Las alternativas para aislar el ADN genómico de polipéptido sHASEGP incluyen, pero sin limitación, sintetizar químicamente la secuencia génica a partir de una secuencia conocida o convertir el ADNc en el ARNm que codifique el polipéptido sHASEGP.

Por ejemplo, el ARN para clonar ADNc del gen de polipéptido sHASEGP puede aislarse de células que expresan la proteína. Los ácidos nucleicos identificados y aislados pueden insertarse después en un vector de clonación apropiado. Pueden usarse un gran número de sistemas de vector-hospedador conocidos en la técnica. Los vectores posibles incluyen, pero sin limitación, plásmidos o virus modificados, pero el sistema vector debe ser compatible con la célula hospedadora usada. Dichos vectores incluyen, pero sin limitación, bacteriófagos tales como derivados de lambda o plásmidos tales como derivados de plásmidos pBR322 o pUC o el vector Bluescript (Stratagene, La Jolla, CA). La inserción en un vector de clonación puede conseguirse, por ejemplo, por ligación del fragmento de ADN en un vector de clonación que tenga extremos terminales cohesivos complementarios.

Si los sitios de restricción complementarios usados para fragmentar el ADN no están presentes en el vector de clonación, los extremos de las moléculas de ADN pueden modificarse enzimáticamente. Como alternativa, puede producirse cualquier sitio deseado por ligación de secuencias de nucleótidos (enlazadores) en los extremos terminales del ADN; estos enlazadores ligados pueden incluir oligonucleótidos sintetizados químicamente específicos que codifican secuencias de reconocimiento de endonucleasas de restricción. En un método alternativo, el vector escindido y el gen de polipéptido sHASEGP pueden modificarse por formación de colas homopoliméricas.

Las moléculas recombinantes pueden introducirse en células hospedadoras por transformación, transfección, infección, electroporación, precipitación con calcio y otros métodos, de modo que se generen muchas copias de la secuencia génica.

En realizaciones específicas, la transformación de células hospedadoras con moléculas de ADN recombinante que incorporan el gen de polipéptido sHASEGP aislado, ADNc o secuencias de ADN sintetizadas, permite la generación de múltiples copias del gen.

Por lo tanto, el gen puede obtenerse en grandes cantidades por cultivo de transformantes, aislamiento de las moléculas de ADN recombinante a partir de los transformantes y, cuando sea necesario, recuperación del gen insertado a partir del ADN recombinante aislado.
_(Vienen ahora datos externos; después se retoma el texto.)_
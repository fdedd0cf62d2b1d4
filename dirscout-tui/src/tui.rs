use crate::{
    feeders::spawn_tui_feeders,
    input::InputField,
    status_log::StatusLog,
    styles,
    view,
};
use anyhow::Result;
use crossterm::{
    cursor::Show,
    event::{Event as CtEvent, KeyCode, KeyEvent, KeyEventKind, KeyModifiers},
    execute,
    terminal::{disable_raw_mode, enable_raw_mode, EnterAlternateScreen, LeaveAlternateScreen},
};
use dirscout_common::ScoutError;
use dirscout_scraper::{read_listings, ListingRecord, RunEvent, RunOutcome, ScrapeController};
use ratatui::{backend::CrosstermBackend, Terminal};
use std::{
    io::{self, Stdout},
    time::{Duration, Instant},
};
use tokio::sync::mpsc::{self, Receiver, UnboundedSender};
use tokio_util::sync::CancellationToken;
use tracing::{info, warn};

const BRAILLE_FRAMES: &[&str] = &["⠋", "⠙", "⠹", "⠸", "⠼", "⠴", "⠦", "⠧", "⠇", "⠏"];
const MAILBOX: usize = 256;
const PAGE_SCROLL: usize = 5;

pub enum TuiMsg {
    InputEvent(CtEvent),
    Tick,
    Run(RunEvent),
    OpError(String),
}

/// What a key press asks the shell to do beyond redrawing.
#[derive(Debug, Clone, PartialEq, Eq)]
pub enum Action {
    Start { term: String, location: String },
    Cancel,
    Quit,
}

#[derive(Debug, Clone, Copy, PartialEq, Eq)]
pub enum Focus {
    Term,
    Location,
}

/// Everything the screen shows, independent of the terminal.
pub struct TuiState {
    pub(crate) term: InputField,
    pub(crate) location: InputField,
    pub(crate) focus: Focus,
    pub(crate) log: StatusLog,
    pub(crate) listings: Vec<ListingRecord>,
    pub(crate) running: bool,
    spin_idx: usize,
    dirty: bool,
}

impl Default for TuiState {
    fn default() -> Self {
        Self::new()
    }
}

impl TuiState {
    pub fn new() -> Self {
        let mut log = StatusLog::default();
        log.push(
            "Enter a search term and a location, then press Enter. Tab switches fields, Esc cancels a run, Ctrl-Q quits.",
            styles::dim(),
        );
        Self {
            term: InputField::new("Search term"),
            location: InputField::new("Location"),
            focus: Focus::Term,
            log,
            listings: Vec::new(),
            running: false,
            spin_idx: 0,
            dirty: true,
        }
    }

    pub fn is_running(&self) -> bool {
        self.running
    }

    pub fn listings(&self) -> &[ListingRecord] {
        &self.listings
    }

    pub(crate) fn spinner(&self) -> &'static str {
        if self.running {
            BRAILLE_FRAMES[self.spin_idx % BRAILLE_FRAMES.len()]
        } else {
            " "
        }
    }

    fn step_spinner(&mut self) {
        if self.running {
            self.spin_idx = (self.spin_idx + 1) % BRAILLE_FRAMES.len();
            self.dirty = true;
        }
    }

    fn focused(&mut self) -> &mut InputField {
        match self.focus {
            Focus::Term => &mut self.term,
            Focus::Location => &mut self.location,
        }
    }

    fn toggle_focus(&mut self) {
        self.focus = match self.focus {
            Focus::Term => Focus::Location,
            Focus::Location => Focus::Term,
        };
    }

    pub fn handle_key(&mut self, key: KeyEvent) -> Option<Action> {
        if key.kind != KeyEventKind::Press {
            return None;
        }
        self.dirty = true;
        let ctrl = key.modifiers.contains(KeyModifiers::CONTROL);
        match key.code {
            KeyCode::Char('c') | KeyCode::Char('q') if ctrl => return Some(Action::Quit),
            KeyCode::Tab | KeyCode::BackTab => self.toggle_focus(),
            KeyCode::Enter => return self.submit(),
            KeyCode::Esc => {
                if self.running {
                    return Some(Action::Cancel);
                }
            }
            KeyCode::PageUp => self.log.scroll_up(PAGE_SCROLL),
            KeyCode::PageDown => self.log.scroll_down(PAGE_SCROLL),
            KeyCode::Up => self.log.scroll_up(1),
            KeyCode::Down => self.log.scroll_down(1),
            KeyCode::Left => self.focused().left(),
            KeyCode::Right => self.focused().right(),
            KeyCode::Home => self.focused().home(),
            KeyCode::End => self.focused().end(),
            KeyCode::Backspace => self.focused().backspace(),
            KeyCode::Delete => self.focused().delete(),
            KeyCode::Char(ch) if !ctrl => self.focused().insert(ch),
            _ => {}
        }
        None
    }

    fn submit(&mut self) -> Option<Action> {
        if self.running {
            self.log
                .push("A scraping run is already in progress.", styles::error());
            return None;
        }
        let term = self.term.text().trim();
        let location = self.location.text().trim();
        if term.is_empty() || location.is_empty() {
            self.log
                .push("Please enter both search term and location.", styles::error());
            return None;
        }
        Some(Action::Start {
            term: term.to_string(),
            location: location.to_string(),
        })
    }

    pub fn run_started(&mut self) {
        self.running = true;
        self.listings.clear();
        self.log.scroll_down(usize::MAX);
        self.dirty = true;
    }

    pub fn start_rejected(&mut self, err: &ScoutError) {
        let message = match err {
            ScoutError::InvalidQuery(reason) => reason.clone(),
            other => other.to_string(),
        };
        self.log.push(message, styles::error());
        self.dirty = true;
    }

    pub fn push_error(&mut self, message: impl Into<String>) {
        self.log.push(message, styles::error());
        self.dirty = true;
    }

    pub fn apply(&mut self, event: RunEvent) {
        self.dirty = true;
        match event {
            RunEvent::Status(line) => {
                let style = if line.starts_with("Scraping error") {
                    styles::error()
                } else {
                    styles::status()
                };
                self.log.push(line, style);
            }
            RunEvent::BatchSaved { records, .. } => self.listings.extend(records),
            RunEvent::Finished(report) => {
                self.running = false;
                match &report.output_path {
                    Some(path) => {
                        match read_listings(path) {
                            Ok(rows) => self.listings = rows,
                            Err(e) => self.log.push(
                                format!("Could not reload {}: {e}", path.display()),
                                styles::error(),
                            ),
                        }
                        self.log.push(
                            format!(
                                "{} records saved to {}",
                                report.records_written,
                                path.display()
                            ),
                            styles::saved(),
                        );
                    }
                    None if report.outcome != RunOutcome::Failed => {
                        self.log.push("No records were saved.", styles::dim());
                    }
                    None => {}
                }
            }
        }
    }
}

/// Terminal front end: owns the screen, the run controller and the event
/// sender every run reports through.
pub struct ScoutTui {
    state: TuiState,
    term: Terminal<CrosstermBackend<Stdout>>,
    controller: ScrapeController,
    events: UnboundedSender<RunEvent>,
    tick_rate: Duration,
    last_tick: Instant,
}

impl ScoutTui {
    pub fn new(controller: ScrapeController, events: UnboundedSender<RunEvent>) -> Result<Self> {
        let mut stdout = io::stdout();
        enable_raw_mode()?;
        execute!(stdout, EnterAlternateScreen)?;
        let backend = CrosstermBackend::new(stdout);
        let mut term = Terminal::new(backend)?;
        term.clear()?;

        Ok(Self {
            state: TuiState::new(),
            term,
            controller,
            events,
            tick_rate: Duration::from_millis(80),
            last_tick: Instant::now(),
        })
    }

    fn draw(&mut self) -> Result<()> {
        view::draw(&mut self.term, &self.state)
    }

    fn perform(&mut self, action: Action) -> bool {
        match action {
            Action::Start { term, location } => {
                match self.controller.start(&term, &location, self.events.clone()) {
                    Ok(()) => self.state.run_started(),
                    Err(e) => self.state.start_rejected(&e),
                }
            }
            Action::Cancel => {
                if self.controller.cancel() {
                    self.state
                        .log
                        .push("Cancelling after the current page...", styles::status());
                }
            }
            Action::Quit => return false,
        }
        true
    }

    /// Returns `false` once the UI should close.
    fn handle(&mut self, msg: TuiMsg) -> Result<bool> {
        match msg {
            TuiMsg::InputEvent(CtEvent::Key(key)) => {
                if let Some(action) = self.state.handle_key(key) {
                    return Ok(self.perform(action));
                }
            }
            TuiMsg::InputEvent(CtEvent::Resize(..)) => self.state.dirty = true,
            TuiMsg::InputEvent(_) => {}
            TuiMsg::Run(event) => self.state.apply(event),
            TuiMsg::OpError(e) => self.state.push_error(format!("Error: {e}")),
            TuiMsg::Tick => {
                self.state.step_spinner();
                if self.state.dirty || self.last_tick.elapsed() >= self.tick_rate {
                    self.draw()?;
                    self.last_tick = Instant::now();
                    self.state.dirty = false;
                }
            }
        }
        Ok(true)
    }

    async fn event_loop(
        &mut self,
        mailbox: &mut Receiver<TuiMsg>,
        stop: &CancellationToken,
    ) -> Result<()> {
        loop {
            let msg = tokio::select! {
                _ = stop.cancelled() => break,
                msg = mailbox.recv() => msg,
            };
            let Some(msg) = msg else { break };
            if !self.handle(msg)? {
                break;
            }
        }
        Ok(())
    }

    async fn teardown(mut self) {
        if self.controller.cancel() {
            info!("waiting for the active run to stop");
        }
        self.controller.wait().await;
        disable_raw_mode().ok();
        if let Err(e) = execute!(io::stdout(), LeaveAlternateScreen, Show) {
            warn!(error = %e, "failed to restore terminal");
        }
    }
}

/// Run the interactive shell until the user quits or `shutdown` fires. Any
/// active run is cancelled and awaited before returning.
pub async fn run_tui(controller: ScrapeController, shutdown: CancellationToken) -> Result<()> {
    let (tx, mut mailbox) = mpsc::channel(MAILBOX);
    let (run_tx, run_rx) = mpsc::unbounded_channel();
    let ui_stop = shutdown.child_token();

    let mut tui = ScoutTui::new(controller, run_tx)?;
    spawn_tui_feeders(tx, run_rx, ui_stop.clone());

    let result = tui.event_loop(&mut mailbox, &ui_stop).await;
    ui_stop.cancel();
    tui.teardown().await;
    result
}
//! Append-only CSV output for one run.
use chrono::NaiveDateTime;
use std::fs::{self, File, OpenOptions};
use std::io::{self, Read, Seek, SeekFrom};
use std::path::{Path, PathBuf};
use thiserror::Error;
use tracing::{debug, info, warn};

use crate::record::ListingRecord;

const TIMESTAMP_FORMAT: &str = "%Y-%m-%d_%H-%M-%S";
const MAX_NAME_ATTEMPTS: u32 = 1000;

#[derive(Debug, Error)]
pub enum SinkError {
    #[error("output I/O failed")]
    Io(#[from] io::Error),
    #[error("CSV encoding failed")]
    Csv(#[from] csv::Error),
    #[error("no free output file name starting with {0}")]
    NoFreeName(PathBuf),
}

/// Owns the output file of one run. The path never changes once reserved.
#[derive(Debug)]
pub struct ListingSink {
    path: PathBuf,
    written: usize,
}

impl ListingSink {
    /// Create `<dir>/<prefix>_<timestamp>.csv` exclusively, falling back to
    /// `_2`, `_3`, ... when another run already holds the name.
    pub fn reserve(dir: &Path, prefix: &str, started: NaiveDateTime) -> Result<Self, SinkError> {
        fs::create_dir_all(dir)?;
        let stem = format!("{prefix}_{}", started.format(TIMESTAMP_FORMAT));

        for attempt in 1..=MAX_NAME_ATTEMPTS {
            let name = if attempt == 1 {
                format!("{stem}.csv")
            } else {
                format!("{stem}_{attempt}.csv")
            };
            let path = dir.join(name);
            match OpenOptions::new().write(true).create_new(true).open(&path) {
                Ok(_) => {
                    debug!(target: "scraper.sink", path = %path.display(), "reserved output file");
                    return Ok(Self { path, written: 0 });
                }
                Err(e) if e.kind() == io::ErrorKind::AlreadyExists => continue,
                Err(e) => return Err(e.into()),
            }
        }
        Err(SinkError::NoFreeName(dir.join(stem)))
    }

    pub fn path(&self) -> &Path {
        &self.path
    }

    /// Rows appended through this sink so far.
    pub fn written(&self) -> usize {
        self.written
    }

    /// Append one batch and flush it. The header goes in only while the file
    /// is empty.
    pub fn append(&mut self, records: &[ListingRecord]) -> Result<usize, SinkError> {
        if records.is_empty() {
            return Ok(0);
        }

        let mut file = OpenOptions::new().read(true).write(true).open(&self.path)?;
        drop_torn_row(&mut file)?;
        let needs_header = file.seek(SeekFrom::End(0))? == 0;

        let mut writer = csv::WriterBuilder::new()
            .has_headers(needs_header)
            .from_writer(file);
        for record in records {
            writer.serialize(record)?;
        }
        writer.flush()?;

        self.written += records.len();
        info!(
            target: "scraper.sink",
            path = %self.path.display(),
            rows = records.len(),
            total = self.written,
            "batch appended"
        );
        Ok(records.len())
    }

    /// Remove the reserved file if this run never wrote to it. Returns
    /// whether the file was removed.
    pub fn discard_if_empty(&self) -> Result<bool, SinkError> {
        if self.written > 0 {
            return Ok(false);
        }
        match fs::metadata(&self.path) {
            Ok(meta) if meta.len() == 0 => {
                fs::remove_file(&self.path)?;
                debug!(target: "scraper.sink", path = %self.path.display(), "removed empty output file");
                Ok(true)
            }
            Ok(_) => Ok(false),
            Err(e) if e.kind() == io::ErrorKind::NotFound => Ok(false),
            Err(e) => Err(e.into()),
        }
    }
}

/// A previous write that died mid-row leaves bytes after the last newline.
/// Cut the file back to that newline so every remaining row is whole.
fn drop_torn_row(file: &mut File) -> io::Result<()> {
    let len = file.metadata()?.len();
    let mut buf = [0u8; 4096];
    let mut end = len;

    while end > 0 {
        let start = end.saturating_sub(buf.len() as u64);
        let chunk = &mut buf[..(end - start) as usize];
        file.seek(SeekFrom::Start(start))?;
        file.read_exact(chunk)?;
        if let Some(pos) = chunk.iter().rposition(|b| *b == b'\n') {
            let keep = start + pos as u64 + 1;
            if keep < len {
                warn!(
                    target: "scraper.sink",
                    dropped = len - keep,
                    "output ended mid-row; dropping the partial row"
                );
                file.set_len(keep)?;
            }
            return Ok(());
        }
        end = start;
    }

    if len > 0 {
        warn!(target: "scraper.sink", dropped = len, "output has no complete row");
        file.set_len(0)?;
    }
    Ok(())
}

/// Load every row of an output file.
pub fn read_listings(path: &Path) -> Result<Vec<ListingRecord>, SinkError> {
    let mut reader = csv::Reader::from_path(path)?;
    let records = reader.deserialize().collect::<Result<Vec<ListingRecord>, _>>()?;
    Ok(records)
}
E. VECTORES, PLÁSMIDOS Y CÉLULAS QUE CONTIENEN ÁCIDOS NUCLEICOS QUE CODIFICAN UN POLIPÉPTIDO SHASEGP O DOMINIO HIALURONIDASA DEL MISMO Y EXPRESIÓN DE VECTORES DE POLIPÉPTIDOS SHASEGP Y CÉLULAS

Para la expresión recombinante de uno o más de los polipéptidos sHASEGP, el ácido nucleico que contiene toda o una porción de la secuencia de nucleótidos que codifica el polipéptido sHASEGP puede insertarse en un vector de expresión apropiado, es decir, un vector que contenga los elementos necesarios para la transfección y traducción de la secuencia codificante de proteína insertada. Las señales de transcripción y traducción necesarias también pueden suministrarse mediante el promotor nativo para genes de sHASEGP y/o sus regiones flanqueantes.

También se proporcionan vectores que contienen un ácido nucleico que codifica las sHASEGP que pueden introducirse en un sistema de expresión capaz de producir una sHASEGP soluble activa a pH neutro.

También se proporcionan células que contienen los vectores. Las células incluyen células eucariotas y procariotas y los vectores adecuados para el uso en las mismas.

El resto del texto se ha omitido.